- **Dataset entries**
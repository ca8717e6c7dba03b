//! Parameter structures for site operations.
//!
//! These structures carry the inputs of each operation without any interface
//! framework attached. The CLI defines its own `clap` argument structs and
//! converts them into these with `From`, so the core stays free of CLI
//! derives:
//!
//! ```text
//! ┌─────────────────┐    ┌─────────────────┐    ┌─────────────────┐
//! │   CLI Args      │    │  Core Params    │    │    Operation    │
//! │  (clap derives) │───▶│ (minimal deps)  │───▶│  (core module)  │
//! └─────────────────┘    └─────────────────┘    └─────────────────┘
//! ```
//!
//! Optional fields left unset fall back to the loaded [`SiteConfig`].
//!
//! [`SiteConfig`]: crate::config::SiteConfig

use std::path::PathBuf;

use serde::{Deserialize, Serialize};

use crate::{
    carousel::CarouselConfig,
    datetime::DateFormatOptions,
    text::Truncate,
};

/// Parameters for rendering content dates in French.
#[derive(Debug, Clone, Default, Serialize, Deserialize)]
pub struct FormatDates {
    /// ISO-8601 dates or date-times
    pub dates: Vec<String>,
    /// IANA time zone overriding the configured one
    pub time_zone: Option<String>,
    /// Render all dates on one line, as on a concert page
    #[serde(default)]
    pub join: bool,
}

impl FormatDates {
    pub fn options(&self, configured: &DateFormatOptions) -> DateFormatOptions {
        match &self.time_zone {
            Some(tz) => DateFormatOptions::with_time_zone(tz.clone()),
            None => configured.clone(),
        }
    }
}

/// Parameters for shortening a text at a word boundary.
#[derive(Debug, Clone, Default, Serialize, Deserialize)]
pub struct TruncateText {
    pub text: String,
    pub max_length: Option<usize>,
    pub ellipsis: Option<String>,
}

impl TruncateText {
    /// Configured truncation with these overrides applied.
    pub fn truncator(&self, configured: &Truncate) -> Truncate {
        Truncate::new(self.max_length.unwrap_or(configured.max_length))
            .with_ellipsis(self.ellipsis.as_deref().unwrap_or(&configured.ellipsis))
    }
}

/// Parameters for running the interactive carousel.
#[derive(Debug, Clone, Default, Serialize, Deserialize)]
pub struct PlayCarousel {
    /// Start paused instead of auto-advancing
    #[serde(default)]
    pub paused: bool,
    /// Act as if the user asked for reduced motion
    #[serde(default)]
    pub reduced_motion: bool,
    pub interval_ms: Option<u64>,
    pub start_delay_ms: Option<u64>,
}

impl PlayCarousel {
    /// Configured carousel settings with these overrides applied.
    pub fn carousel_config(&self, configured: &CarouselConfig) -> CarouselConfig {
        CarouselConfig {
            autoplay: configured.autoplay && !self.paused,
            start_delay_ms: self.start_delay_ms.unwrap_or(configured.start_delay_ms),
            interval_ms: self.interval_ms.unwrap_or(configured.interval_ms),
        }
    }
}

/// Parameters for validating the concert content file.
#[derive(Debug, Clone, Default, Serialize, Deserialize)]
pub struct ValidateConcerts {
    pub file: PathBuf,
    /// Directory holding media files; derived from `file` when unset
    pub public_dir: Option<PathBuf>,
}

#[cfg(test)]
mod tests {
    use super::*;

    #[test]
    fn test_format_dates_time_zone_override() {
        let configured = DateFormatOptions::default();
        let params = FormatDates {
            time_zone: Some("Asia/Tokyo".to_string()),
            ..FormatDates::default()
        };
        assert_eq!(params.options(&configured).time_zone, "Asia/Tokyo");
        assert_eq!(
            FormatDates::default().options(&configured).time_zone,
            "Europe/Paris"
        );
    }

    #[test]
    fn test_truncate_text_overrides() {
        let params = TruncateText {
            text: "supercalifragilistic".to_string(),
            max_length: Some(10),
            ellipsis: None,
        };
        let truncator = params.truncator(&Truncate::default());
        assert_eq!(truncator.apply(&params.text), "supercalif...");

        let params = TruncateText {
            ellipsis: Some("…".to_string()),
            ..TruncateText::default()
        };
        let truncator = params.truncator(&Truncate::new(150));
        assert_eq!(truncator.max_length, 150);
        assert_eq!(truncator.ellipsis, "…");
    }

    #[test]
    fn test_play_carousel_overrides() {
        let configured = CarouselConfig::default();
        let params = PlayCarousel {
            paused: true,
            interval_ms: Some(2000),
            ..PlayCarousel::default()
        };
        let config = params.carousel_config(&configured);
        assert!(!config.autoplay);
        assert_eq!(config.interval_ms, 2000);
        assert_eq!(config.start_delay_ms, 1500);
    }
}
//! Word-boundary text truncation for list and summary views.

/// Default maximum length, in characters.
pub const DEFAULT_MAX_LENGTH: usize = 100;

/// Default marker appended to truncated text.
pub const DEFAULT_ELLIPSIS: &str = "...";

/// Truncation settings.
///
/// ```rust
/// use choeur_core::text::Truncate;
///
/// let summary = Truncate::new(15).apply("Le Choeur\n\n des   Pays\tdu Mont\nBlanc");
/// assert_eq!(summary, "Le Choeur des Pays...");
/// ```
#[derive(Debug, Clone, PartialEq, Eq)]
pub struct Truncate {
    pub max_length: usize,
    pub ellipsis: String,
}

impl Truncate {
    /// Truncation at `max_length` characters with the default ellipsis.
    pub fn new(max_length: usize) -> Self {
        Self {
            max_length,
            ellipsis: DEFAULT_ELLIPSIS.to_string(),
        }
    }

    /// Replaces the ellipsis marker.
    pub fn with_ellipsis(mut self, ellipsis: impl Into<String>) -> Self {
        self.ellipsis = ellipsis.into();
        self
    }

    pub fn apply(&self, text: &str) -> String {
        truncate_at_word(text, self.max_length, &self.ellipsis)
    }
}

impl Default for Truncate {
    fn default() -> Self {
        Self::new(DEFAULT_MAX_LENGTH)
    }
}

/// Collapses every whitespace run to a single space and trims both ends.
pub fn normalize_whitespace(text: &str) -> String {
    text.split_whitespace().collect::<Vec<_>>().join(" ")
}

/// Shortens `text` to about `max_length` characters without cutting a word.
///
/// Whitespace is normalized first. Text that fits is returned as is. Longer
/// text is cut at the first space at or after `max_length`, or failing that
/// at the last space before it; a single unbroken token is hard-cut at
/// exactly `max_length` characters. `ellipsis` is appended whenever text was
/// removed.
pub fn truncate_at_word(text: &str, max_length: usize, ellipsis: &str) -> String {
    let text = normalize_whitespace(text);
    let chars: Vec<char> = text.chars().collect();
    if chars.len() <= max_length {
        return text;
    }

    let next_space = chars[max_length..]
        .iter()
        .position(|&c| c == ' ')
        .map(|offset| max_length + offset);

    let cut = match next_space {
        Some(index) => index,
        None => match chars[..=max_length].iter().rposition(|&c| c == ' ') {
            Some(index) if index > 0 => index,
            _ => max_length,
        },
    };

    let kept: String = chars[..cut].iter().collect();
    format!("{}{}", kept.trim_end(), ellipsis)
}
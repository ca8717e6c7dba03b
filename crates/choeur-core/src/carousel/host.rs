//! Facilities a carousel needs from its host environment.

use std::fmt;
use std::time::Duration;

use crate::error::CarouselError;

/// Identifier of a timer scheduled on a host.
#[derive(Debug, Clone, Copy, PartialEq, Eq, PartialOrd, Ord, Hash)]
pub struct TimerId(u64);

impl TimerId {
    pub fn new(raw: u64) -> Self {
        Self(raw)
    }

    pub fn raw(&self) -> u64 {
        self.0
    }
}

impl fmt::Display for TimerId {
    fn fmt(&self, f: &mut fmt::Formatter<'_>) -> fmt::Result {
        write!(f, "timer#{}", self.0)
    }
}

/// Timer scheduling and media preferences provided by the host.
///
/// A host reports a fired timer back to the carousel by calling
/// [`Carousel::on_timer`](super::Carousel::on_timer) with the returned id.
/// Cancelling an id that already fired, or was never issued, is a no-op.
pub trait CarouselHost {
    /// Schedules a single firing after `delay`.
    fn schedule_once(&mut self, delay: Duration) -> Result<TimerId, CarouselError>;

    /// Schedules a firing every `period`, the first one `period` from now.
    fn schedule_repeating(&mut self, period: Duration) -> Result<TimerId, CarouselError>;

    /// Cancels a timer so it never fires again.
    fn cancel(&mut self, id: TimerId);

    /// Whether the user asked for reduced motion.
    fn prefers_reduced_motion(&self) -> bool;
}
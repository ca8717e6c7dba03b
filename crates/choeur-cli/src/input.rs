//! Carousel control from standard input.
//!
//! Each line is one command:
//!
//! | Input            | Command             |
//! |------------------|---------------------|
//! | `n`, `next`      | next slide          |
//! | `p`, `previous`  | previous slide      |
//! | ` `, `t`         | toggle play/pause   |
//! | `play`, `pause`  | set autoplay        |
//! | `1`..`N`         | go to slide k       |
//! | `q`, `quit`      | quit                |

use choeur_core::CarouselCommand;
use log::{debug, warn};
use tokio::{
    io::{self, AsyncBufReadExt, BufReader},
    sync::mpsc,
    task::JoinHandle,
};

/// Parses one input line. Unknown input yields `None`.
pub fn parse_command(line: &str) -> Option<CarouselCommand> {
    let trimmed = line.trim();
    if trimmed.is_empty() {
        return line.contains(' ').then_some(CarouselCommand::TogglePlayPause);
    }

    match trimmed.to_lowercase().as_str() {
        "n" | "next" => Some(CarouselCommand::Next),
        "p" | "prev" | "previous" => Some(CarouselCommand::Previous),
        "t" | "toggle" => Some(CarouselCommand::TogglePlayPause),
        "play" => Some(CarouselCommand::SetAutoplay(true)),
        "pause" => Some(CarouselCommand::SetAutoplay(false)),
        "q" | "quit" => Some(CarouselCommand::Quit),
        other => match other.parse::<usize>() {
            Ok(slide) if slide >= 1 => Some(CarouselCommand::GoTo(slide - 1)),
            _ => None,
        },
    }
}

/// Forwards parsed stdin lines to `commands` until end of input.
///
/// The sender is dropped at end of input, which stops the carousel loop.
pub fn spawn_stdin_reader(commands: mpsc::Sender<CarouselCommand>) -> JoinHandle<()> {
    tokio::spawn(async move {
        let mut lines = BufReader::new(io::stdin()).lines();
        loop {
            match lines.next_line().await {
                Ok(Some(line)) => {
                    let Some(command) = parse_command(&line) else {
                        warn!("Unknown carousel command: {line:?}");
                        continue;
                    };
                    if commands.send(command).await.is_err() || command == CarouselCommand::Quit {
                        break;
                    }
                }
                Ok(None) => {
                    debug!("End of input");
                    break;
                }
                Err(e) => {
                    warn!("Failed to read stdin: {e}");
                    break;
                }
            }
        }
    })
}

#[cfg(test)]
mod tests {
    use super::*;

    #[test]
    fn test_navigation_commands() {
        assert_eq!(parse_command("n"), Some(CarouselCommand::Next));
        assert_eq!(parse_command("  next\n"), Some(CarouselCommand::Next));
        assert_eq!(parse_command("P"), Some(CarouselCommand::Previous));
        assert_eq!(parse_command("q"), Some(CarouselCommand::Quit));
    }

    #[test]
    fn test_toggle_commands() {
        assert_eq!(parse_command(" "), Some(CarouselCommand::TogglePlayPause));
        assert_eq!(parse_command("t"), Some(CarouselCommand::TogglePlayPause));
        assert_eq!(parse_command(""), None);
        assert_eq!(parse_command("pause"), Some(CarouselCommand::SetAutoplay(false)));
    }

    #[test]
    fn test_slide_numbers_are_one_based() {
        assert_eq!(parse_command("1"), Some(CarouselCommand::GoTo(0)));
        assert_eq!(parse_command("6"), Some(CarouselCommand::GoTo(5)));
        assert_eq!(parse_command("0"), None);
        assert_eq!(parse_command("-2"), None);
        assert_eq!(parse_command("bonjour"), None);
    }
}
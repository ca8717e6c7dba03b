//! Concert validation report display.

use std::fmt;

use crate::concerts::ConcertValidation;

/// Markdown report of a concert validation run.
///
/// Structure problems come first with their offending values, then media
/// files missing from the public directory. A clean run prints a one-line
/// summary.
pub struct ValidationReport<'a> {
    validation: &'a ConcertValidation,
}

impl<'a> ValidationReport<'a> {
    pub fn new(validation: &'a ConcertValidation) -> Self {
        Self { validation }
    }
}

impl<'a> fmt::Display for ValidationReport<'a> {
    fn fmt(&self, f: &mut fmt::Formatter<'_>) -> fmt::Result {
        if self.validation.is_valid() {
            return writeln!(
                f,
                "All {} concerts are valid and their media files exist.",
                self.validation.total
            );
        }

        let structure: Vec<_> = self.validation.structure_issues().collect();
        if !structure.is_empty() {
            writeln!(f, "# Concerts data validation failed")?;
            writeln!(f)?;
            for issue in &structure {
                writeln!(f, "- **{}**: {}", issue.field, issue.message)?;
                if let Some(value) = &issue.value {
                    writeln!(f, "  Value: `{value}`")?;
                }
            }
            writeln!(f)?;
        }

        let missing: Vec<_> = self.validation.missing_media().collect();
        if !missing.is_empty() {
            writeln!(f, "# Missing media files")?;
            writeln!(f)?;
            for issue in &missing {
                writeln!(f, "- **{}**: {}", issue.field, issue.message)?;
            }
            writeln!(f)?;
        }

        writeln!(f, "Total errors: {}", self.validation.issues.len())
    }
}

#[cfg(test)]
mod tests {
    use serde_json::json;

    use super::*;
    use crate::concerts::{IssueKind, ValidationIssue};

    #[test]
    fn test_valid_report() {
        let validation = ConcertValidation {
            total: 3,
            issues: vec![],
        };
        assert_eq!(
            ValidationReport::new(&validation).to_string(),
            "All 3 concerts are valid and their media files exist.\n"
        );
    }

    #[test]
    fn test_report_groups_issues() {
        let validation = ConcertValidation {
            total: 2,
            issues: vec![
                ValidationIssue {
                    field: "concert[0].slug".to_string(),
                    message: "Slug must be URL-friendly".to_string(),
                    value: Some(json!("Noël 2024")),
                    kind: IssueKind::Structure,
                },
                ValidationIssue {
                    field: "concert[1].media".to_string(),
                    message: "Media file not found: public/concerts/ete.jpg".to_string(),
                    value: Some(json!("/concerts/ete.jpg")),
                    kind: IssueKind::MissingMedia,
                },
            ],
        };

        let output = ValidationReport::new(&validation).to_string();
        assert!(output.contains("# Concerts data validation failed"));
        assert!(output.contains("- **concert[0].slug**: Slug must be URL-friendly\n  Value: `\"Noël 2024\"`"));
        assert!(output.contains("# Missing media files"));
        assert!(output.contains("- **concert[1].media**: Media file not found"));
        assert!(output.ends_with("Total errors: 2\n"));
    }
}
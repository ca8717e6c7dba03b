#![allow(dead_code)]

use std::path::{Path, PathBuf};
use std::sync::{Arc, Mutex};

use choeur_core::carousel::{
    run_carousel, Carousel, CarouselCommand, CarouselConfig, CarouselState, SlideList, TokioHost,
};
use serde_json::{json, Value};
use tempfile::TempDir;
use tokio::{sync::mpsc, task::JoinHandle};

/// States observed by the event loop, with the number of live timers at
/// each change.
pub type Observed = Arc<Mutex<Vec<(CarouselState, usize)>>>;

/// Helper function to start a carousel event loop on the home page slides
pub fn spawn_carousel(
    config: CarouselConfig,
    reduced_motion: bool,
) -> (
    mpsc::Sender<CarouselCommand>,
    JoinHandle<CarouselState>,
    Observed,
) {
    let (host, fired) = TokioHost::new(reduced_motion);
    let carousel = Carousel::new(SlideList::home_page(), config, host);
    let (commands, receiver) = mpsc::channel(16);
    let observed: Observed = Arc::default();

    let sink = Arc::clone(&observed);
    let handle = tokio::spawn(run_carousel(carousel, fired, receiver, move |carousel| {
        sink.lock()
            .expect("observed lock")
            .push((carousel.state(), carousel.host().live_timers()));
    }));
    (commands, handle, observed)
}

/// Last state seen by the event loop
pub fn last(observed: &Observed) -> (CarouselState, usize) {
    *observed
        .lock()
        .expect("observed lock")
        .last()
        .expect("at least the mount state")
}

/// A valid concert record whose media lives at `/concerts/{slug}.jpg`
pub fn concert(slug: &str) -> Value {
    json!({
        "title": "Concert de printemps",
        "slug": slug,
        "date": ["2025-04-12T20:30:00+02:00"],
        "location": "Église de Saint-Gervais",
        "media": format!("/concerts/{slug}.jpg"),
        "programme": ["Ave verum corpus", "Cantique de Jean Racine"]
    })
}

/// Lays out `<root>/assets/contents/concerts.json` and `<root>/public`
/// the way the site repository does.
pub fn create_site(concerts: &Value) -> (TempDir, PathBuf) {
    let temp_dir = TempDir::new().expect("Failed to create temp dir");
    let contents = temp_dir.path().join("assets").join("contents");
    std::fs::create_dir_all(&contents).expect("Failed to create contents dir");
    std::fs::create_dir_all(temp_dir.path().join("public").join("concerts"))
        .expect("Failed to create public dir");

    let file = contents.join("concerts.json");
    std::fs::write(&file, serde_json::to_string_pretty(concerts).expect("serializable"))
        .expect("Failed to write concerts file");
    (temp_dir, file)
}

/// Creates an empty media file under `public/`
pub fn add_media(site: &Path, media: &str) {
    let path = site.join("public").join(media.trim_start_matches('/'));
    std::fs::write(path, b"").expect("Failed to write media file");
}
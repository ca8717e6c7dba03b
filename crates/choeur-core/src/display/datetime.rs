//! DateTime display utilities.
//!
//! This module provides a wrapper type for rendering content dates in French
//! through the `Display` trait, so they can be interpolated directly into
//! markdown output.

use std::fmt;

use crate::datetime::{format_french_datetime, DateFormatOptions};

/// A wrapper around an ISO date string that renders it in French via the
/// `Display` trait.
///
/// # Format
///
/// - `13 décembre 2024 à 20h00` when the input carries a time of day
/// - `13 décembre 2024` for a bare date
/// - nothing at all when the input cannot be parsed
///
/// # Examples
///
/// ```rust
/// use choeur_core::{datetime::DateFormatOptions, display::FrenchDateTime};
///
/// let options = DateFormatOptions::default();
/// let date = FrenchDateTime::new("2024-06-15T20:30:00+02:00", &options);
/// assert_eq!(date.to_string(), "15 juin 2024 à 20h30");
/// ```
pub struct FrenchDateTime<'a> {
    input: &'a str,
    options: &'a DateFormatOptions,
}

impl<'a> FrenchDateTime<'a> {
    pub fn new(input: &'a str, options: &'a DateFormatOptions) -> Self {
        Self { input, options }
    }
}

impl<'a> fmt::Display for FrenchDateTime<'a> {
    fn fmt(&self, f: &mut fmt::Formatter<'_>) -> fmt::Result {
        f.write_str(&format_french_datetime(self.input, self.options))
    }
}
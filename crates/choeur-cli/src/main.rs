//! choeur CLI Application
//!
//! Command-line interface for the Chœur des Pays du Mont-Blanc website
//! tooling.

mod args;
mod cli;
mod input;
mod renderer;

use anyhow::{Context, Result};
use args::{Args, Commands};
use choeur_core::ConfigBuilder;
use clap::Parser;
use cli::Cli;
use log::info;
use renderer::TerminalRenderer;
use Commands::*;

#[tokio::main]
async fn main() -> Result<()> {
    env_logger::init();

    let Args {
        config_file,
        no_color,
        command,
    } = Args::parse();

    let config = ConfigBuilder::new()
        .with_config_path(config_file)
        .build()
        .context("Failed to load configuration")?;

    let cli = Cli::new(config, TerminalRenderer::new(!no_color));

    info!("choeur started");

    match command {
        Date(args) => cli.format_dates(&args.into()),
        Truncate(args) => cli.truncate(&args.into()),
        Carousel(args) => cli.carousel(&args.into()).await,
        Contact(args) => cli.contact(&args.into()),
        ValidateConcerts(args) => cli.validate_concerts(&args.into()),
    }
}
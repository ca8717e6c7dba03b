//! Home page image carousel.
//!
//! The carousel cycles through a fixed list of slides. Autoplay starts after
//! a short delay and then advances on a recurring interval; manual
//! navigation always pauses it. A reduced-motion preference mounts it
//! paused, and playing it then schedules no timer.
//!
//! ```text
//!            toggle / set_autoplay(true)
//!   Paused ─────────────────────────────▶ Playing
//!     ▲                                     │  phase: ScheduledToStart ─(delay)─▶ Running ─(tick)─▶ index+1
//!     └──── toggle / previous / next ───────┘
//! ```
//!
//! - [`controller`]: the state machine, generic over its timer host
//! - [`host`]: the timer and media-preference facilities a host provides
//! - [`runtime`]: a tokio-backed host and the event loop driving a carousel

pub mod controller;
pub mod host;
pub mod runtime;

use std::time::Duration;

use serde::{Deserialize, Serialize};

pub use controller::{AutoplayPhase, Carousel, CarouselCommand};
pub use host::{CarouselHost, TimerId};
pub use runtime::{run_carousel, TokioHost};

use crate::error::CarouselError;

/// Accessible label of the carousel region.
pub const REGION_LABEL: &str = "Carrousel d'images du chœur";
/// Accessible label of the previous-slide control.
pub const PREVIOUS_LABEL: &str = "Image précédente";
/// Accessible label of the next-slide control.
pub const NEXT_LABEL: &str = "Image suivante";

/// Accessible label of the indicator jumping to slide `index` (0-based).
pub fn indicator_label(index: usize) -> String {
    format!("Aller à l'image {}", index + 1)
}

/// A single carousel image.
#[derive(Debug, Clone, PartialEq, Eq)]
pub struct Slide {
    pub source: String,
    pub alt_text: String,
}

impl Slide {
    pub fn new(source: impl Into<String>, alt_text: impl Into<String>) -> Self {
        Self {
            source: source.into(),
            alt_text: alt_text.into(),
        }
    }
}

/// Ordered, non-empty, immutable list of slides.
#[derive(Debug, Clone, PartialEq, Eq)]
pub struct SlideList(Vec<Slide>);

impl SlideList {
    /// Wraps `slides`, rejecting an empty list.
    pub fn new(slides: Vec<Slide>) -> Result<Self, CarouselError> {
        if slides.is_empty() {
            return Err(CarouselError::EmptySlideList);
        }
        Ok(Self(slides))
    }

    /// The photographs shown on the home page.
    pub fn home_page() -> Self {
        Self(
            HOME_PAGE_SLIDES
                .iter()
                .map(|(source, alt)| Slide::new(*source, *alt))
                .collect(),
        )
    }

    pub fn len(&self) -> usize {
        self.0.len()
    }

    /// Never true: construction rejects empty lists.
    pub fn is_empty(&self) -> bool {
        self.0.is_empty()
    }

    pub fn get(&self, index: usize) -> Option<&Slide> {
        self.0.get(index)
    }

    pub fn iter(&self) -> std::slice::Iter<'_, Slide> {
        self.0.iter()
    }
}

const HOME_PAGE_SLIDES: [(&str, &str); 6] = [
    (
        "/carrousel/CPMB-2023.jpg",
        "Chœur des Pays du Mont-Blanc en concert 2023",
    ),
    (
        "/carrousel/CPMB-novembre 2023.jpg",
        "Concert du CPMB en novembre 2023",
    ),
    ("/carrousel/CPMB2.jpg", "Chœur des Pays du Mont-Blanc"),
    ("/carrousel/Guillaume-Rault.jpg", "Guillaume Rault"),
    (
        "/carrousel/Guillaume-novembre-2023.jpg",
        "Guillaume en concert novembre 2023",
    ),
    (
        "/carrousel/Hautecombe-16.10.22.jpg",
        "Concert à Hautecombe le 16 octobre 2022",
    ),
];

/// Whether the carousel advances on its own.
#[derive(Debug, Clone, Copy, PartialEq, Eq, Serialize, Deserialize)]
#[serde(rename_all = "lowercase")]
pub enum PlayState {
    Playing,
    Paused,
}

impl PlayState {
    /// Label of the play/pause control in this state.
    pub fn toggle_label(&self) -> &'static str {
        match self {
            PlayState::Playing => "Mettre en pause",
            PlayState::Paused => "Reprendre",
        }
    }

    /// Live-region politeness: announcements are muted while autoplaying.
    pub fn live_politeness(&self) -> &'static str {
        match self {
            PlayState::Playing => "off",
            PlayState::Paused => "polite",
        }
    }
}

/// Observable carousel state.
#[derive(Debug, Clone, Copy, PartialEq, Eq)]
pub struct CarouselState {
    pub current_index: usize,
    pub play_state: PlayState,
}

impl CarouselState {
    pub fn is_playing(&self) -> bool {
        self.play_state == PlayState::Playing
    }
}

/// Autoplay timing.
#[derive(Debug, Clone, PartialEq, Eq, Serialize, Deserialize)]
#[serde(default)]
pub struct CarouselConfig {
    /// Start playing on mount
    pub autoplay: bool,
    /// Delay before the recurring interval starts
    pub start_delay_ms: u64,
    /// Time between two automatic advances
    pub interval_ms: u64,
}

impl CarouselConfig {
    pub fn start_delay(&self) -> Duration {
        Duration::from_millis(self.start_delay_ms)
    }

    pub fn interval(&self) -> Duration {
        Duration::from_millis(self.interval_ms)
    }
}

impl Default for CarouselConfig {
    fn default() -> Self {
        Self {
            autoplay: true,
            start_delay_ms: 1500,
            interval_ms: 6000,
        }
    }
}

- **Task goal**
Give back every line from the beginning of the records through the line holding "argument structs and", exactly as it reads, and leave out the rest.

- **Solution to this task**
repository ca8717e6c7dba03b
//! Parameter structures for site operations.
//!
//! These structures carry the inputs of each operation without any interface
//! framework attached. The CLI defines its own `clap` argument structs and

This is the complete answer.